Recorded data:
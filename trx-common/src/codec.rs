//! Opus codec behind fixed-size frame traits
//!
//! Every datagram carries a payload of exactly the same length, so the
//! encoder runs at constant bitrate and pads its output to that length.
//! The decoder synthesizes concealment audio when a frame is missing.

use opus::{Application, Bitrate, Channels, Decoder, Encoder};

use crate::config::AudioConfig;
use crate::error::CodecError;

// =============================================================================
// Traits
// =============================================================================

/// Encodes one block of interleaved samples into a fixed-size payload
pub trait FrameEncoder {
    /// Encode `pcm` into exactly `out.len()` bytes
    fn encode(&mut self, pcm: &[f32], out: &mut [u8]) -> Result<(), CodecError>;
}

/// Decodes one payload, or conceals a missing one, into a block of samples
pub trait FrameDecoder {
    /// Fill `pcm` from `payload`, or with concealment output when `None`
    fn decode(&mut self, payload: Option<&[u8]>, pcm: &mut [f32]) -> Result<(), CodecError>;
}

fn opus_channels(channels: u16) -> Result<Channels, CodecError> {
    match channels {
        1 => Ok(Channels::Mono),
        2 => Ok(Channels::Stereo),
        n => Err(CodecError::Create(format!("unsupported channel count {}", n))),
    }
}

// =============================================================================
// Opus Encoder
// =============================================================================

/// Constant-bitrate Opus encoder
pub struct OpusEncoder {
    /// The Opus encoder instance
    encoder: Encoder,
    /// Interleaved samples expected per call
    block: usize,
}

impl OpusEncoder {
    /// Create an encoder for the given audio parameters
    ///
    /// # Returns
    /// * `Ok(OpusEncoder)` - Encoder ready for use
    /// * `Err(CodecError::Create)` - Parameters rejected by the codec
    pub fn new(config: &AudioConfig) -> Result<Self, CodecError> {
        let channels = opus_channels(config.channels)?;

        let mut encoder = Encoder::new(config.rate, channels, Application::Audio)
            .map_err(|e| CodecError::Create(e.to_string()))?;

        encoder
            .set_bitrate(Bitrate::Bits(config.bitrate_kbps as i32 * 1000))
            .map_err(|e| CodecError::Create(format!("bitrate: {}", e)))?;

        // Fixed payload length needs constant bitrate
        encoder
            .set_vbr(false)
            .map_err(|e| CodecError::Create(format!("vbr: {}", e)))?;

        Ok(Self {
            encoder,
            block: config.samples_per_block(),
        })
    }
}

impl FrameEncoder for OpusEncoder {
    fn encode(&mut self, pcm: &[f32], out: &mut [u8]) -> Result<(), CodecError> {
        if pcm.len() != self.block {
            return Err(CodecError::Encode(format!(
                "expected {} samples, got {}",
                self.block,
                pcm.len()
            )));
        }

        let len = self
            .encoder
            .encode_float(pcm, out)
            .map_err(|e| CodecError::Encode(e.to_string()))?;

        if len < out.len() {
            opus::packet::pad(out, len).map_err(|e| CodecError::Encode(format!("pad: {}", e)))?;
        }

        Ok(())
    }
}

// =============================================================================
// Opus Decoder
// =============================================================================

/// Opus decoder with packet loss concealment
pub struct OpusDecoder {
    /// The Opus decoder instance
    decoder: Decoder,
    /// Samples per channel in one frame
    frame: usize,
    /// Interleaved channel count
    channels: usize,
}

impl OpusDecoder {
    /// Create a decoder for the given audio parameters
    pub fn new(config: &AudioConfig) -> Result<Self, CodecError> {
        let decoder = Decoder::new(config.rate, opus_channels(config.channels)?)
            .map_err(|e| CodecError::Create(e.to_string()))?;

        Ok(Self {
            decoder,
            frame: config.frame,
            channels: config.channels as usize,
        })
    }
}

impl FrameDecoder for OpusDecoder {
    fn decode(&mut self, payload: Option<&[u8]>, pcm: &mut [f32]) -> Result<(), CodecError> {
        let block = self.frame * self.channels;
        if pcm.len() != block {
            return Err(CodecError::Decode(format!(
                "expected room for {} samples, got {}",
                block,
                pcm.len()
            )));
        }

        // An empty packet asks the decoder for concealment
        let decoded = self
            .decoder
            .decode_float(payload.unwrap_or(&[]), pcm, false)
            .map_err(|e| CodecError::Decode(e.to_string()))?;

        if decoded != self.frame {
            return Err(CodecError::Decode(format!(
                "decoded {} samples per channel, expected {}",
                decoded, self.frame
            )));
        }

        Ok(())
    }
}
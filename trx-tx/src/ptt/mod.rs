//! Push-to-talk (PTT) monitoring
//!
//! A background watcher thread owns the input device and is the only
//! writer of the shared PTT state. The transmit loop reads that state
//! through a `PttHandle`, which is a single atomic load and never blocks.
//!
//! Two kinds of input are supported:
//! * edge sources report discrete press/release events (a keyboard's
//!   event device), filtered by key code; these can invoke callbacks
//! * level sources are sampled (a GPIO line); they have no edges of their
//!   own, so callers diff successive samples themselves

mod evdev;
mod gpio;

use std::io;
use std::path::PathBuf;
use std::sync::Arc;
use std::sync::atomic::{AtomicBool, AtomicU8, Ordering};
use std::thread::{self, JoinHandle};
use std::time::Duration;

use clap::ValueEnum;
use tracing::{debug, info, warn};
use trx_common::StartupError;

pub use evdev::{EvdevKeyboard, parse_event};
pub use gpio::{GpioChipLine, SysfsGpioLine};

// =============================================================================
// Constants
// =============================================================================

/// Keyboard event device used when none is given
pub const DEFAULT_EVDEV_DEVICE: &str = "/dev/input/by-path/platform-i8042-serio-0-event-kbd";

/// Default PTT key (KEY_LEFTCTRL)
pub const DEFAULT_PTT_KEYCODE: u16 = 29;

/// GPIO character device used when none is given
pub const DEFAULT_GPIO_CHIP: &str = "/dev/gpiochip0";

/// Default GPIO line for the PTT button
pub const DEFAULT_PTT_GPIO_PIN: u32 = 1;

/// Longest an edge watcher waits for an event before checking for exit
pub const EVENT_POLL_TIMEOUT: Duration = Duration::from_millis(50);

/// Interval between level source samples
pub const LEVEL_POLL_INTERVAL: Duration = Duration::from_millis(10);

// =============================================================================
// PTT State
// =============================================================================

/// Observed state of the PTT control
#[derive(Debug, Clone, Copy, PartialEq, Eq, Default)]
#[repr(u8)]
pub enum PttState {
    /// No event seen yet, or the input failed
    #[default]
    Unknown = 0,
    /// Control is held
    Pressed = 1,
    /// Control is not held
    Released = 2,
}

impl PttState {
    fn from_u8(value: u8) -> Self {
        match value {
            1 => Self::Pressed,
            2 => Self::Released,
            _ => Self::Unknown,
        }
    }

    fn from_pressed(pressed: bool) -> Self {
        if pressed { Self::Pressed } else { Self::Released }
    }
}

/// State shared between the watcher and its readers
#[derive(Debug, Default)]
struct Shared {
    state: AtomicU8,
    exit: AtomicBool,
}

impl Shared {
    fn load(&self) -> PttState {
        PttState::from_u8(self.state.load(Ordering::Acquire))
    }

    /// Store `state`, returning the previous one
    fn swap(&self, state: PttState) -> PttState {
        PttState::from_u8(self.state.swap(state as u8, Ordering::AcqRel))
    }
}

/// Read-only view of a monitor's state
#[derive(Debug, Clone)]
pub struct PttHandle {
    shared: Arc<Shared>,
}

impl PttHandle {
    /// Current state
    pub fn state(&self) -> PttState {
        self.shared.load()
    }

    /// Whether the control is held; `Unknown` counts as released
    pub fn is_pressed(&self) -> bool {
        self.state() == PttState::Pressed
    }

    /// A handle with no watcher behind it
    #[cfg(test)]
    pub(crate) fn detached() -> Self {
        Self {
            shared: Arc::new(Shared::default()),
        }
    }

    #[cfg(test)]
    pub(crate) fn set(&self, state: PttState) {
        self.shared.swap(state);
    }
}

// =============================================================================
// Inputs
// =============================================================================

/// One key transition from an edge source
#[derive(Debug, Clone, Copy, PartialEq, Eq)]
pub struct KeyEvent {
    /// Key code the event is for
    pub code: u16,
    /// `true` on press, `false` on release
    pub pressed: bool,
}

/// Source of discrete key events
pub trait KeyEvents: Send {
    /// Wait up to `timeout` for the next key transition
    ///
    /// # Returns
    /// * `Ok(Some(event))` - A press or release arrived
    /// * `Ok(None)` - Nothing within `timeout`
    /// * `Err(e)` - The device failed; the watcher stops
    fn next_event(&mut self, timeout: Duration) -> io::Result<Option<KeyEvent>>;
}

/// Line whose level can be sampled at any time
pub trait LineLevel: Send {
    /// Whether the line is currently asserted
    fn is_high(&mut self) -> io::Result<bool>;
}

/// Device the watcher owns
pub enum PttInput {
    /// Discrete events, filtered by `keycode`
    Edge {
        /// Event stream from the device
        events: Box<dyn KeyEvents>,
        /// Key that acts as PTT
        keycode: u16,
    },
    /// Sampled line state
    Level {
        /// Line to sample
        line: Box<dyn LineLevel>,
    },
}

/// Which kind of PTT input to open
#[derive(Debug, Clone, Copy, PartialEq, Eq, Default, ValueEnum)]
pub enum PttSource {
    /// Linux input event device (keyboard)
    #[default]
    Evdev,
    /// GPIO line on a character device (`/dev/gpiochipN`)
    Gpio,
    /// GPIO line through the legacy sysfs value file
    GpioSysfs,
}

/// How to find and interpret the PTT input
#[derive(Debug, Clone, PartialEq, Eq)]
pub struct PttConfig {
    /// Kind of input device
    pub source: PttSource,
    /// Event device, GPIO chip, or GPIO value file, overriding the default
    pub device: Option<PathBuf>,
    /// Key that acts as PTT on an event device
    pub keycode: u16,
    /// Line offset on the GPIO chip, or exported sysfs line number
    pub gpio_pin: u32,
}

impl Default for PttConfig {
    fn default() -> Self {
        Self {
            source: PttSource::default(),
            device: None,
            keycode: DEFAULT_PTT_KEYCODE,
            gpio_pin: DEFAULT_PTT_GPIO_PIN,
        }
    }
}
//! Jitter buffer for sequence-numbered audio frames
//!
//! A fixed-size ring keyed by sequence number. Frames inside the window
//! `[base, base + capacity)` are held and played out strictly in sequence
//! order, absorbing reordering and loss inside the window. Anything older
//! than `base` or further ahead than the window is rejected: late audio has
//! no value to a real-time listener.
//!
//! The buffer is owned and mutated by exactly one loop (the playout driver,
//! which both ingests and drains it). There is no internal locking.

use std::fmt::Write as _;

use crate::error::SequencingError;

// =============================================================================
// Constants
// =============================================================================

/// Default window size in frames
pub const JITTER_WINDOW: usize = 64;

// =============================================================================
// Push Results
// =============================================================================

/// Successful outcome of [`JitterBuffer::push`]
#[derive(Debug, Clone, Copy, PartialEq, Eq)]
pub enum Pushed {
    /// Frame stored inside the current window
    Stored,
    /// Buffer was empty and the window was re-anchored at this frame
    Restarted,
}

/// A frame the buffer refused, handed back to the caller
///
/// Ownership never transfers on rejection: whoever pushed the frame gets it
/// back here and decides when to release it.
#[derive(Debug)]
pub struct Rejected<T> {
    /// Why the frame was refused
    pub error: SequencingError,
    /// The frame itself
    pub frame: T,
}

impl<T> Rejected<T> {
    /// Take the frame back, discarding the reason
    pub fn into_frame(self) -> T {
        self.frame
    }
}

// =============================================================================
// Jitter Buffer
// =============================================================================

/// Bounded circular reordering window
///
/// Invariants:
/// - every held sequence number `s` satisfies `base <= s < base + capacity`
///   (in wrapping sequence arithmetic)
/// - the slot for `s` is `(s - base + out) % capacity`
/// - `count` equals the number of occupied slots
#[derive(Debug)]
pub struct JitterBuffer<T> {
    /// Ring of optionally occupied slots
    slots: Box<[Option<T>]>,
    /// Oldest unresolved sequence number
    base: u32,
    /// Ring index of the next frame to emit
    out: usize,
    /// Number of occupied slots
    count: usize,
}

impl<T> JitterBuffer<T> {
    /// Create an empty buffer holding up to `capacity` frames
    ///
    /// # Panics
    /// If `capacity` is zero or does not fit the signed sequence window.
    pub fn new(capacity: usize) -> Self {
        assert!(
            capacity > 0 && capacity <= i32::MAX as usize,
            "jitter window must be between 1 and i32::MAX frames"
        );

        let slots = (0..capacity).map(|_| None).collect();

        Self {
            slots,
            base: 0,
            out: 0,
            count: 0,
        }
    }

    /// Push a frame with the given sequence number
    ///
    /// The first push into an empty buffer always succeeds: if its sequence
    /// number differs from `base` the window is re-anchored there (a sender
    /// restart, or resumption after a gap).
    ///
    /// # Returns
    /// * `Ok(Pushed)` - The buffer now owns the frame
    /// * `Err(Rejected)` - Late, early or duplicate; the frame is returned
    pub fn push(&mut self, seq: u32, frame: T) -> Result<Pushed, Rejected<T>> {
        let mut outcome = Pushed::Stored;

        if self.count == 0 && seq != self.base {
            self.base = seq;
            outcome = Pushed::Restarted;
        } else {
            // Distance from base, read as signed so older frames go negative
            let offset = seq.wrapping_sub(self.base) as i32;
            if offset < 0 {
                return Err(Rejected {
                    error: SequencingError::Late(seq),
                    frame,
                });
            }
            if offset as usize >= self.capacity() {
                return Err(Rejected {
                    error: SequencingError::Early(seq),
                    frame,
                });
            }
        }

        let index = self.slot_index(seq);
        let slot = &mut self.slots[index];

        if slot.is_some() {
            return Err(Rejected {
                error: SequencingError::Duplicate(seq),
                frame,
            });
        }

        *slot = Some(frame);
        self.count += 1;

        Ok(outcome)
    }

    /// Frame at the read cursor, if it has arrived
    ///
    /// `None` means "no data this cycle", not an error.
    pub fn front(&self) -> Option<&T> {
        self.slots[self.out].as_ref()
    }

    /// Release the slot at the read cursor and advance the window by one
    ///
    /// Returns the released frame, if the slot was occupied.
    pub fn pop(&mut self) -> Option<T> {
        let frame = self.slots[self.out].take();
        if frame.is_some() {
            self.count -= 1;
        }

        self.base = self.base.wrapping_add(1);
        self.out = (self.out + 1) % self.capacity();

        frame
    }

    /// Whether the next `count` slots from the read cursor are all occupied
    ///
    /// Used to hold back playout after a restart until enough contiguous
    /// data has arrived.
    pub fn ready(&self, count: usize) -> bool {
        if count > self.capacity() {
            return false;
        }

        (0..count).all(|n| self.slots[(self.out + n) % self.capacity()].is_some())
    }

    /// Whether no frames are held
    pub fn is_empty(&self) -> bool {
        self.count == 0
    }

    /// Number of frames held
    pub fn len(&self) -> usize {
        self.count
    }

    /// Window size in frames
    pub fn capacity(&self) -> usize {
        self.slots.len()
    }

    /// Oldest unresolved sequence number
    pub fn base(&self) -> u32 {
        self.base
    }

    /// Release every held frame and return to the initial state
    pub fn clear(&mut self) {
        self.slots.iter_mut().for_each(|slot| *slot = None);
        self.base = 0;
        self.out = 0;
        self.count = 0;
    }

    /// Occupancy map in playout order: count, then `#` per held frame
    pub fn occupancy(&self) -> String {
        let mut map = String::with_capacity(self.capacity() + 5);
        let _ = write!(map, "{:3} ", self.count);

        for n in 0..self.capacity() {
            let occupied = self.slots[(self.out + n) % self.capacity()].is_some();
            map.push(if occupied { '#' } else { ' ' });
        }

        map
    }

    fn slot_index(&self, seq: u32) -> usize {
        (seq.wrapping_sub(self.base) as usize + self.out) % self.capacity()
    }
}

impl<T> Default for JitterBuffer<T> {
    fn default() -> Self {
        Self::new(JITTER_WINDOW)
    }
}

// =============================================================================
// Tests
// =============================================================================

#[cfg(test)]
mod tests {
    use super::*;

    /// Small deterministic generator so shuffles are reproducible
    struct XorShift(u32);

    impl XorShift {
        fn next(&mut self) -> u32 {
            self.0 ^= self.0 << 13;
            self.0 ^= self.0 >> 17;
            self.0 ^= self.0 << 5;
            self.0
        }
    }

    #[test]
    fn test_new_is_empty() {
        let buffer: JitterBuffer<u32> = JitterBuffer::new(16);
        assert!(buffer.is_empty());
        assert_eq!(buffer.len(), 0);
        assert_eq!(buffer.capacity(), 16);
        assert_eq!(buffer.base(), 0);
        assert!(buffer.front().is_none());
    }

    #[test]
    fn test_first_push_sets_base() {
        let mut buffer = JitterBuffer::new(8);
        assert_eq!(buffer.push(1000, "a").unwrap(), Pushed::Restarted);
        assert_eq!(buffer.base(), 1000);
        assert_eq!(buffer.front(), Some(&"a"));
    }

    #[test]
    fn test_first_push_at_base_is_stored() {
        let mut buffer = JitterBuffer::new(8);
        assert_eq!(buffer.push(0, "a").unwrap(), Pushed::Stored);
        assert_eq!(buffer.len(), 1);
    }

    #[test]
    fn test_scenario_late_then_fill() {
        let mut buffer = JitterBuffer::new(64);

        assert_eq!(buffer.push(5, 5).unwrap(), Pushed::Restarted);
        assert_eq!(buffer.base(), 5);

        let rejected = buffer.push(3, 3).unwrap_err();
        assert_eq!(rejected.error, SequencingError::Late(3));
        assert_eq!(rejected.into_frame(), 3);

        assert_eq!(buffer.push(6, 6).unwrap(), Pushed::Stored);
        assert_eq!(buffer.front(), Some(&5));
        assert_eq!(buffer.pop(), Some(5));
        assert_eq!(buffer.pop(), Some(6));
    }

    #[test]
    fn test_late_below_base_after_restart() {
        let mut buffer = JitterBuffer::new(64);
        buffer.push(5, 5).unwrap();

        // 4 is one below base: the window never reaches backwards
        let rejected = buffer.push(4, 4).unwrap_err();
        assert_eq!(rejected.error, SequencingError::Late(4));
        assert_eq!(buffer.len(), 1);
    }

    #[test]
    fn test_early_at_window_end() {
        let mut buffer = JitterBuffer::new(8);

        buffer.push(0, 0).unwrap();
        assert_eq!(buffer.pop(), Some(0));
        assert_eq!(buffer.base(), 1);

        // Window is now [1, 9)
        for seq in 1..=8 {
            assert_eq!(buffer.push(seq, seq).unwrap(), Pushed::Stored);
        }
        let rejected = buffer.push(9, 9).unwrap_err();
        assert_eq!(rejected.error, SequencingError::Early(9));
        assert_eq!(buffer.len(), 8);
    }

    #[test]
    fn test_duplicate_keeps_first() {
        let mut buffer = JitterBuffer::new(8);

        buffer.push(10, "first").unwrap();
        let rejected = buffer.push(10, "second").unwrap_err();

        assert_eq!(rejected.error, SequencingError::Duplicate(10));
        assert_eq!(rejected.frame, "second");
        assert_eq!(buffer.front(), Some(&"first"));
        assert_eq!(buffer.len(), 1);
    }

    #[test]
    fn test_front_on_hole_is_none() {
        let mut buffer = JitterBuffer::new(8);

        buffer.push(0, 0).unwrap();
        buffer.push(2, 2).unwrap();
        buffer.pop();

        assert!(buffer.front().is_none());
        assert_eq!(buffer.pop(), None);
        assert_eq!(buffer.front(), Some(&2));
    }

    #[test]
    fn test_pop_on_empty_advances_base() {
        let mut buffer: JitterBuffer<u32> = JitterBuffer::new(4);

        assert_eq!(buffer.pop(), None);
        assert_eq!(buffer.base(), 1);
        assert!(buffer.is_empty());
    }

    #[test]
    fn test_ready() {
        let mut buffer = JitterBuffer::new(8);

        assert!(buffer.ready(0));
        buffer.push(0, 0).unwrap();
        buffer.push(1, 1).unwrap();
        buffer.push(3, 3).unwrap();

        assert!(buffer.ready(1));
        assert!(buffer.ready(2));
        assert!(!buffer.ready(3));

        buffer.push(2, 2).unwrap();
        assert!(buffer.ready(4));
        assert!(!buffer.ready(5));
        assert!(!buffer.ready(9));
    }

    #[test]
    fn test_ready_wraps_around_ring() {
        let mut buffer = JitterBuffer::new(4);

        for seq in 0..3 {
            buffer.push(seq, seq).unwrap();
            buffer.pop();
        }

        // Read cursor is at ring index 3, so the window wraps
        for seq in 3..7 {
            buffer.push(seq, seq).unwrap();
        }
        assert!(buffer.ready(4));
    }

    #[test]
    fn test_restart_after_drain() {
        let mut buffer = JitterBuffer::new(8);

        buffer.push(0, 0).unwrap();
        buffer.pop();
        assert!(buffer.is_empty());

        // Sender restarted far away; an empty buffer follows it
        assert_eq!(buffer.push(500, 500).unwrap(), Pushed::Restarted);
        assert_eq!(buffer.base(), 500);
        assert_eq!(buffer.pop(), Some(500));
    }

    #[test]
    fn test_sequence_wraparound() {
        let mut buffer = JitterBuffer::new(8);

        buffer.push(u32::MAX - 1, 1).unwrap();
        buffer.push(u32::MAX, 2).unwrap();
        buffer.push(0, 3).unwrap();
        buffer.push(1, 4).unwrap();

        assert_eq!(buffer.pop(), Some(1));
        assert_eq!(buffer.pop(), Some(2));
        assert_eq!(buffer.pop(), Some(3));
        assert_eq!(buffer.base(), 1);

        let rejected = buffer.push(u32::MAX, 9).unwrap_err();
        assert_eq!(rejected.error, SequencingError::Late(u32::MAX));
        assert_eq!(buffer.pop(), Some(4));
    }

    #[test]
    fn test_reorder_within_window_plays_in_order() {
        let mut rng = XorShift(0x2545_f491);

        for _ in 0..50 {
            let mut buffer = JitterBuffer::new(32);
            let mut order: Vec<u32> = (100..132).collect();
            // Keep 100 first so the restart anchors the window at the lowest frame
            for i in (2..order.len()).rev() {
                let j = 1 + (rng.next() as usize % i);
                order.swap(i, j);
            }

            for &seq in &order {
                buffer.push(seq, seq).unwrap();
            }

            let played: Vec<u32> = (0..32).filter_map(|_| buffer.pop()).collect();
            let expected: Vec<u32> = (100..132).collect();
            assert_eq!(played, expected);
        }
    }

    #[test]
    fn test_random_arrivals_pop_at_base() {
        let mut rng = XorShift(7);
        let mut buffer = JitterBuffer::new(JITTER_WINDOW);
        let mut played = 0;
        let total = 400u32;

        for n in 0..total {
            let base = buffer.base();
            if let Some(seq) = buffer.pop() {
                assert_eq!(seq, base);
                played += 1;
            }

            // Scatter a handful of arrivals ahead of the playout point
            for _ in 0..8 {
                let seq = n + rng.next() % (total - n);
                let _ = buffer.push(seq, seq);
            }
            assert!(buffer.len() <= buffer.capacity());
        }

        assert!(played > 0);
    }

    #[test]
    fn test_clear() {
        let mut buffer = JitterBuffer::new(8);

        buffer.push(40, 40).unwrap();
        buffer.push(41, 41).unwrap();
        buffer.clear();

        assert!(buffer.is_empty());
        assert_eq!(buffer.base(), 0);
        assert!(buffer.front().is_none());

        assert_eq!(buffer.push(7, 7).unwrap(), Pushed::Restarted);
        assert_eq!(buffer.base(), 7);
    }

    #[test]
    fn test_occupancy_map() {
        let mut buffer = JitterBuffer::new(6);

        buffer.push(10, ()).unwrap();
        buffer.push(12, ()).unwrap();
        buffer.push(13, ()).unwrap();

        assert_eq!(buffer.occupancy(), "  3 # ##  ");
    }

    #[test]
    #[should_panic]
    fn test_zero_capacity_panics() {
        let _buffer: JitterBuffer<()> = JitterBuffer::new(0);
    }
}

## Exercise goal
How many lines of the entries above hold the string "Copy"? Reply with the number alone.

## Written answer
4